Traditional pharmacological treatments for depression have a delayed therapeutic onset, ranging from several weeks to months, and there is a high percentage of individuals who never respond to treatment. In contrast, ketamine produces rapid-onset antidepressant, anti-suicidal, and anti-anhedonic actions following a single administration to patients with depression. Proposed mechanisms of the antidepressant action of ketamine include N-methyl-D-aspartate receptor (NMDAR) modulation, gamma aminobutyric acid (GABA)-ergic interneuron disinhibition, and direct actions of its hydroxynorketamine (HNK) metabolites. Downstream actions include activation of the mechanistic target of rapamycin (mTOR), deactivation of glycogen synthase kinase-3 and eukaryotic elongation factor 2 (eEF2), enhanced brain-derived neurotrophic factor (BDNF) signaling, and activation of α-amino-3-hydroxy-5-methyl-4-isoxazole-propionic acid receptors (AMPARs). These putative mechanisms of ketamine action are not mutually exclusive and may complement each other to induce potentiation of excitatory synapses in affective-regulating brain circuits, which results in amelioration of depression symptoms.
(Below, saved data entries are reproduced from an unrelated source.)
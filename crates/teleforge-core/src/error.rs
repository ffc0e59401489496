//! Error taxonomy shared across the bot, dispatcher and transport layers.

use std::sync::Arc;

use thiserror::Error;

use crate::context::Context;

/// All the ways an API call or dispatch step can fail.
#[derive(Debug, Error)]
pub enum ApiError {
    /// The platform rejected the request with an error code and description.
    #[error("telegram: {description} ({code})")]
    Telegram { code: i32, description: String },

    /// Rate limited. Retry after the indicated number of seconds.
    #[error("telegram: retry after {retry_after}s")]
    Flood { retry_after: u64 },

    /// The group was migrated to a supergroup; resend to the new chat id.
    #[error("telegram: group migrated to {migrated_to}")]
    Group { migrated_to: i64 },

    /// The request never produced a well-formed response.
    #[error("transport: {0}")]
    Transport(#[source] Box<dyn std::error::Error + Send + Sync>),

    /// The response body could not be decoded.
    #[error("decode: {0}")]
    Decode(#[from] serde_json::Error),

    /// The call was addressed to nothing.
    #[error("recipient is nil")]
    BadRecipient,

    /// The value cannot be sent through this call.
    #[error("unsupported what argument")]
    Unsupported,

    /// The context does not carry the object this operation needs.
    #[error("context does not carry a {0}")]
    BadContext(&'static str),

    /// The platform answered with a bare `true` where an object was
    /// expected. Not a failure, but the caller gets no message back.
    #[error("result is True")]
    TrueResult,

    /// A handler-level failure with no finer classification.
    #[error("{0}")]
    Other(String),
}

impl ApiError {
    /// Wraps any displayable error as [`ApiError::Other`].
    pub fn other(err: impl std::fmt::Display) -> Self {
        ApiError::Other(err.to_string())
    }

    /// Wraps a transport-level failure.
    pub fn transport(err: impl std::error::Error + Send + Sync + 'static) -> Self {
        ApiError::Transport(Box::new(err))
    }

    /// True if retrying the same request later can succeed.
    pub fn is_retryable(&self) -> bool {
        matches!(self, ApiError::Flood { .. } | ApiError::Transport(_))
    }

    fn description_contains(&self, needle: &str) -> bool {
        match self {
            ApiError::Telegram { description, .. } => {
                description.to_ascii_lowercase().contains(needle)
            }
            _ => false,
        }
    }

    /// The edit changed nothing; clients surface this as error 400.
    pub fn is_message_not_modified(&self) -> bool {
        self.description_contains("message is not modified")
    }

    /// The recipient blocked the bot.
    pub fn is_blocked_by_user(&self) -> bool {
        self.description_contains("bot was blocked by the user")
    }

    /// The addressed chat does not exist or the bot was never in it.
    pub fn is_chat_not_found(&self) -> bool {
        self.description_contains("chat not found")
    }
}

/// Receives every error produced by handlers and middleware.
///
/// The dispatcher never propagates handler errors to the caller; they are
/// sunk here, together with the context that produced them when one exists.
pub type ErrorSink = Arc<dyn Fn(&ApiError, Option<&Context>) + Send + Sync>;

/// The default sink logs the error at error level and moves on.
pub fn default_error_sink() -> ErrorSink {
    Arc::new(|err, _ctx| {
        tracing::error!(error = %err, "handler error");
    })
}
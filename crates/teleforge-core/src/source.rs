//! Where updates come from.

use async_trait::async_trait;
use tokio::sync::mpsc;
use tokio_util::sync::CancellationToken;

use crate::bot::Bot;
use crate::update::Update;

/// Produces updates until cancelled.
///
/// A source runs on its own task; it pushes every update it obtains into
/// `sink` and returns promptly once `stop` is cancelled. Long polling over
/// HTTP is the usual implementation; tests feed updates through a channel.
#[async_trait]
pub trait UpdateSource: Send + Sync {
    async fn run(&self, bot: Bot, sink: mpsc::Sender<Update>, stop: CancellationToken);
}

/// A source backed by an in-process channel. Useful for tests and for
/// bridging webhook-style delivery into the dispatch loop.
pub struct ChannelSource {
    receiver: parking_lot::Mutex<Option<mpsc::Receiver<Update>>>,
}

impl ChannelSource {
    /// Returns the source and the sender used to feed it.
    pub fn new(buffer: usize) -> (Self, mpsc::Sender<Update>) {
        let (tx, rx) = mpsc::channel(buffer);
        (Self { receiver: parking_lot::Mutex::new(Some(rx)) }, tx)
    }
}

#[async_trait]
impl UpdateSource for ChannelSource {
    async fn run(&self, _bot: Bot, sink: mpsc::Sender<Update>, stop: CancellationToken) {
        let Some(mut rx) = self.receiver.lock().take() else {
            tracing::warn!("channel source started twice");
            return;
        };
        loop {
            tokio::select! {
                _ = stop.cancelled() => return,
                update = rx.recv() => match update {
                    Some(update) => {
                        if sink.send(update).await.is_err() {
                            return;
                        }
                    }
                    None => return,
                },
            }
        }
    }
}

#[cfg(test)]
mod tests {
    use super::*;

    #[tokio::test]
    async fn forwards_until_cancelled() {
        let bot = Bot::builder("TOKEN").offline().build().await.unwrap();
        let (source, feed) = ChannelSource::new(4);
        let (sink, mut out) = mpsc::channel(4);
        let stop = CancellationToken::new();

        let task = tokio::spawn({
            let stop = stop.clone();
            async move { source.run(bot, sink, stop).await }
        });

        feed.send(Update { id: 1, ..Default::default() }).await.unwrap();
        assert_eq!(out.recv().await.unwrap().id, 1);

        stop.cancel();
        task.await.unwrap();
    }
}
//! Pluggable body encoding for API calls.

use serde_json::Value;

use crate::error::ApiError;

/// Encodes request parameters and decodes response bodies.
///
/// The bot talks to the codec at the [`Value`] level so a replacement codec
/// never has to know about concrete API types.
pub trait Codec: Send + Sync {
    /// Serializes parameters into a request body.
    fn marshal(&self, value: &Value) -> Result<Vec<u8>, ApiError>;

    /// Deserializes a response body.
    fn unmarshal(&self, bytes: &[u8]) -> Result<Value, ApiError>;

    /// The `Content-Type` to send alongside marshalled bodies.
    fn content_type(&self) -> &'static str;
}

/// The default codec: plain JSON.
#[derive(Debug, Clone, Copy, Default)]
pub struct JsonCodec;

impl Codec for JsonCodec {
    fn marshal(&self, value: &Value) -> Result<Vec<u8>, ApiError> {
        Ok(serde_json::to_vec(value)?)
    }

    fn unmarshal(&self, bytes: &[u8]) -> Result<Value, ApiError> {
        Ok(serde_json::from_slice(bytes)?)
    }

    fn content_type(&self) -> &'static str {
        "application/json"
    }
}

#[cfg(test)]
mod tests {
    use super::*;
    use serde_json::json;

    #[test]
    fn json_round_trip() {
        let codec = JsonCodec;
        let value = json!({"chat_id": "42", "text": "hi"});
        let bytes = codec.marshal(&value).unwrap();
        assert_eq!(codec.unmarshal(&bytes).unwrap(), value);
    }

    #[test]
    fn unmarshal_rejects_garbage() {
        assert!(JsonCodec.unmarshal(b"not json").is_err());
    }
}
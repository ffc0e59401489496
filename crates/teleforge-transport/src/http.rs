//! The reqwest-backed transport.

use std::time::Duration;

use async_trait::async_trait;
use reqwest::ClientBuilder;
use reqwest::header::CONTENT_TYPE;

use teleforge_core::error::ApiError;
use teleforge_core::transport::{ApiRequest, ApiResponse, RequestBody, Transport};

/// Long polls hold the connection open for up to the poll timeout; the
/// client-side timeout must sit comfortably above it.
const DEFAULT_TIMEOUT: Duration = Duration::from_secs(60);

/// Carries API requests over HTTPS using a shared connection pool.
pub struct HttpTransport {
    client: reqwest::Client,
}

impl HttpTransport {
    pub fn new() -> Result<Self, ApiError> {
        Self::with_timeout(DEFAULT_TIMEOUT)
    }

    /// Overrides the per-request timeout. Keep it above the long-poll
    /// timeout when this transport also serves a [`crate::LongPoller`].
    pub fn with_timeout(timeout: Duration) -> Result<Self, ApiError> {
        let client = ClientBuilder::new()
            .timeout(timeout)
            .build()
            .map_err(ApiError::transport)?;
        Ok(HttpTransport { client })
    }
}

#[async_trait]
impl Transport for HttpTransport {
    async fn execute(&self, request: ApiRequest) -> Result<ApiResponse, ApiError> {
        let builder = match request.body {
            RequestBody::Encoded { content_type, bytes } => self
                .client
                .post(&request.url)
                .header(CONTENT_TYPE, content_type)
                .body(bytes),
            RequestBody::Multipart { fields, files } => {
                let mut form = reqwest::multipart::Form::new();
                for (name, value) in fields {
                    form = form.text(name, value);
                }
                for file in files {
                    let part =
                        reqwest::multipart::Part::bytes(file.bytes).file_name(file.file_name);
                    form = form.part(file.field, part);
                }
                self.client.post(&request.url).multipart(form)
            }
        };
        let response = builder.send().await.map_err(ApiError::transport)?;
        let status = response.status().as_u16();
        let body = response.bytes().await.map_err(ApiError::transport)?.to_vec();
        Ok(ApiResponse { status, body })
    }
}
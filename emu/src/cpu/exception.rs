//! Exception vectors and their target modes.
//!
//! | Exception        | Vector | Mode       |
//! |------------------|--------|------------|
//! | Reset            | 0x00   | Supervisor |
//! | Undefined        | 0x04   | Undefined  |
//! | SWI              | 0x08   | Supervisor |
//! | Prefetch Abort   | 0x0C   | Abort      |
//! | Data Abort       | 0x10   | Abort      |
//! | IRQ              | 0x18   | IRQ        |
//! | FIQ              | 0x1C   | FIQ        |
//!
//! Entry itself lives on `Arm7tdmi::enter_exception`, which funnels the
//! mode change through the bank-swap primitive. Every entry sets the I
//! bit; Reset and FIQ additionally set F. Aborts never fire on the GBA
//! but keep their slots so the vector table stays complete.

use serde::{Deserialize, Serialize};

use crate::cpu::mode::Mode;

#[derive(Debug, Clone, Copy, PartialEq, Eq, Serialize, Deserialize)]
pub enum Exception {
    Reset,
    UndefinedInstruction,
    SoftwareInterrupt,
    PrefetchAbort,
    DataAbort,
    Irq,
    Fiq,
}

impl Exception {
    /// The fixed low-memory address PC is set to on entry.
    #[must_use]
    pub const fn vector(self) -> u32 {
        match self {
            Self::Reset => 0x00,
            Self::UndefinedInstruction => 0x04,
            Self::SoftwareInterrupt => 0x08,
            Self::PrefetchAbort => 0x0C,
            Self::DataAbort => 0x10,
            Self::Irq => 0x18,
            Self::Fiq => 0x1C,
        }
    }

    /// The mode the CPU lands in.
    #[must_use]
    pub const fn mode(self) -> Mode {
        match self {
            Self::Reset | Self::SoftwareInterrupt => Mode::Supervisor,
            Self::UndefinedInstruction => Mode::Undefined,
            Self::PrefetchAbort | Self::DataAbort => Mode::Abort,
            Self::Irq => Mode::Irq,
            Self::Fiq => Mode::Fiq,
        }
    }

    /// Reset and FIQ entry mask FIQs as well as IRQs.
    #[must_use]
    pub const fn disables_fiq(self) -> bool {
        matches!(self, Self::Reset | Self::Fiq)
    }
}
impl Arm7tdmi {
    /// Runs whole instructions until the budget is spent, the T bit flips
    /// or an exception fires.
    ///
    /// Instructions are priced before execution and never straddle the
    /// next timing event: when the next instruction does not fit, time is
    /// advanced to the event, timer and video events are processed, and
    /// the fetch is retried.
    pub fn run<B: Bus>(
        &mut self,
        bus: &mut B,
        timing: &mut TimingState,
        interrupts: &mut InterruptController,
        budget: u32,
    ) -> RunExit {
        let entry_state = self.cpsr.cpu_state();
        let mut remaining = i64::from(budget);

        loop {
            if self.cpsr.cpu_state() != entry_state {
                return RunExit::StateChanged;
            }
            if remaining <= 0 {
                return RunExit::BudgetExhausted;
            }

            // interrupts are sampled only between instructions
            if let Some(exception) = self.take_pending_interrupt(interrupts) {
                let return_address = self.registers.program_counter().wrapping_add(4);
                self.enter_exception(exception, return_address);
                timing.advance(EXCEPTION_CYCLES);
                return RunExit::ExceptionTaken;
            }

            let until_event = timing.cycles_until_next_event();
            let (cost, raw_word, raw_half) = match self.cpsr.cpu_state() {
                CpuState::Arm => {
                    let pc = self.registers.program_counter() & !0b11;
                    let raw = bus.read_word(pc);
                    (
                        arm_timing::cycles_for(raw, &self.registers, self.cpsr),
                        raw,
                        0,
                    )
                }
                CpuState::Thumb => {
                    let pc = self.registers.program_counter() & !0b1;
                    let raw = bus.read_half_word(pc);
                    (
                        thumb_timing::cycles_for(raw, &self.registers, self.cpsr),
                        0,
                        raw,
                    )
                }
            };

            if cost > until_event {
                // let the scheduled event happen first
                timing.advance(until_event);
                let _ = timing.process_timer_events();
                let _ = timing.process_video_events();
                remaining -= i64::from(until_event);
                continue;
            }

            let outcome = match self.cpsr.cpu_state() {
                CpuState::Arm => self.execute_fetched_arm(bus, raw_word),
                CpuState::Thumb => self.execute_fetched_thumb(bus, raw_half),
            };
            timing.advance(cost);
            remaining -= i64::from(cost);

            if outcome == ExecOutcome::ExceptionEntered {
                return RunExit::ExceptionTaken;
            }
        }
    }

    /// Executes exactly one instruction, returning its cycle cost.
    ///
    /// A debugging and test convenience: no event or interrupt handling.
    pub fn step<B: Bus>(&mut self, bus: &mut B) -> u32 {
        match self.cpsr.cpu_state() {
            CpuState::Arm => {
                let pc = self.registers.program_counter() & !0b11;
                let raw = bus.read_word(pc);
                let cost = arm_timing::cycles_for(raw, &self.registers, self.cpsr);
                let _ = self.execute_fetched_arm(bus, raw);
                cost
            }
            CpuState::Thumb => {
                let pc = self.registers.program_counter() & !0b1;
                let raw = bus.read_half_word(pc);
                let cost = thumb_timing::cycles_for(raw, &self.registers, self.cpsr);
                let _ = self.execute_fetched_thumb(bus, raw);
                cost
            }
        }
    }

    /// Cache-assisted decode and execute of one fetched ARM word.
    fn execute_fetched_arm<B: Bus>(&mut self, bus: &mut B, raw: u32) -> ExecOutcome {
        let pc = self.registers.program_counter() & !0b11;
        // the record is Copy, so the cache borrow ends before execution
        let decoded = match self.icache.lookup(pc, raw) {
            Some(decoded) => *decoded,
            None => {
                let decoded = decode_arm(raw);
                self.icache.insert(pc, decoded);
                decoded
            }
        };

        if !self.cpsr.can_execute(decoded.condition) {
            self.registers.advance_program_counter(4);
            return ExecOutcome::Sequential;
        }
        let outcome = self.execute_arm(bus, &decoded);
        if outcome == ExecOutcome::Sequential {
            self.registers.advance_program_counter(4);
        }
        outcome
    }

    /// Decode and execute of one fetched Thumb halfword (no cache).
    fn execute_fetched_thumb<B: Bus>(&mut self, bus: &mut B, raw: u16) -> ExecOutcome {
        let instruction = ThumbInstruction::from(raw);
        let outcome = self.execute_thumb(bus, &instruction);
        if outcome == ExecOutcome::Sequential {
            self.registers.advance_program_counter(2);
        }
        outcome
    }

    /// The mode-switch primitive: banks the outgoing SP/LR, loads the
    /// incoming pair and updates the CPSR mode bits in one step.
    ///
    /// Every mode change (exception entry, MSR control writes) must come
    /// through here.
    pub fn swap_mode(&mut self, new_mode: Mode) {
        let current = self.cpsr.mode();
        if current == new_mode {
            return;
        }

        self.register_bank.save(
            current,
            self.registers.register_at(REG_SP),
            self.registers.register_at(REG_LR),
        );
        let (sp, lr) = self.register_bank.load(new_mode);
        self.registers.set_register_at(REG_SP, sp);
        self.registers.set_register_at(REG_LR, lr);
        self.cpsr.set_mode(new_mode);
    }

    /// Enters an exception: mode switch, banked LR write, interrupt
    /// masking, vector jump. The vector code runs in ARM state.
    pub(crate) fn enter_exception(&mut self, exception: Exception, return_address: u32) {
        self.swap_mode(exception.mode());
        self.registers.set_register_at(REG_LR, return_address);
        self.cpsr.set_irq_disable(true);
        if exception.disables_fiq() {
            self.cpsr.set_fiq_disable(true);
        }
        self.cpsr.set_cpu_state(CpuState::Arm);
        self.registers.set_program_counter(exception.vector());
    }

    fn take_pending_interrupt(&self, interrupts: &mut InterruptController) -> Option<Exception> {
        if interrupts.pending(InterruptKind::Fiq) && !self.cpsr.fiq_disable() {
            interrupts.acknowledge(InterruptKind::Fiq);
            return Some(Exception::Fiq);
        }
        if interrupts.pending(InterruptKind::Irq) && !self.cpsr.irq_disable() {
            interrupts.acknowledge(InterruptKind::Irq);
            return Some(Exception::Irq);
        }
        None
    }

    /// Flushes decoded-cache entries covering `start..=end`.
    ///
    /// An optimisation hint after rewriting code: the stored-raw-word
    /// check already catches stale entries on their next execution.
    pub fn invalidate_icache(&mut self, start: u32, end: u32) {
        tracing::trace!("icache invalidate 0x{start:08X}..=0x{end:08X}");
        self.icache.invalidate_range(start, end);
    }

    #[must_use]
    pub const fn icache_stats(&self) -> &CacheStats {
        self.icache.stats()
    }

    /// A by-value snapshot of registers and CPSR.
    #[must_use]
    pub fn state(&self) -> CpuSnapshot {
        CpuSnapshot {
            registers: self.registers.snapshot(),
            cpsr: self.cpsr.into(),
        }
    }
}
We review these proposed mechanisms of ketamine action in the context of how such mechanisms are informing the development of novel putative rapid-acting antidepressant drugs. Such drugs that have undergone pre-clinical, and in some cases clinical, testing include the muscarinic acetylcholine receptor antagonist scopolamine, GluN2B-NMDAR antagonists (i.e., CP-101,606, MK-0657), (2R,6R)-HNK, NMDAR glycine site modulators (i.e., 4-chlorokynurenine, pro-drug of the glycineB NMDAR antagonist 7-chlorokynurenic acid), NMDAR agonists [i.e., GLYX-13 (rapastinel)], metabotropic glutamate receptor 2/3 (mGluR2/3) antagonists, GABAA receptor modulators, and drugs acting on various serotonin receptor subtypes. These ongoing studies suggest that the future acute treatment of depression will typically occur within hours, rather than months, of treatment initiation.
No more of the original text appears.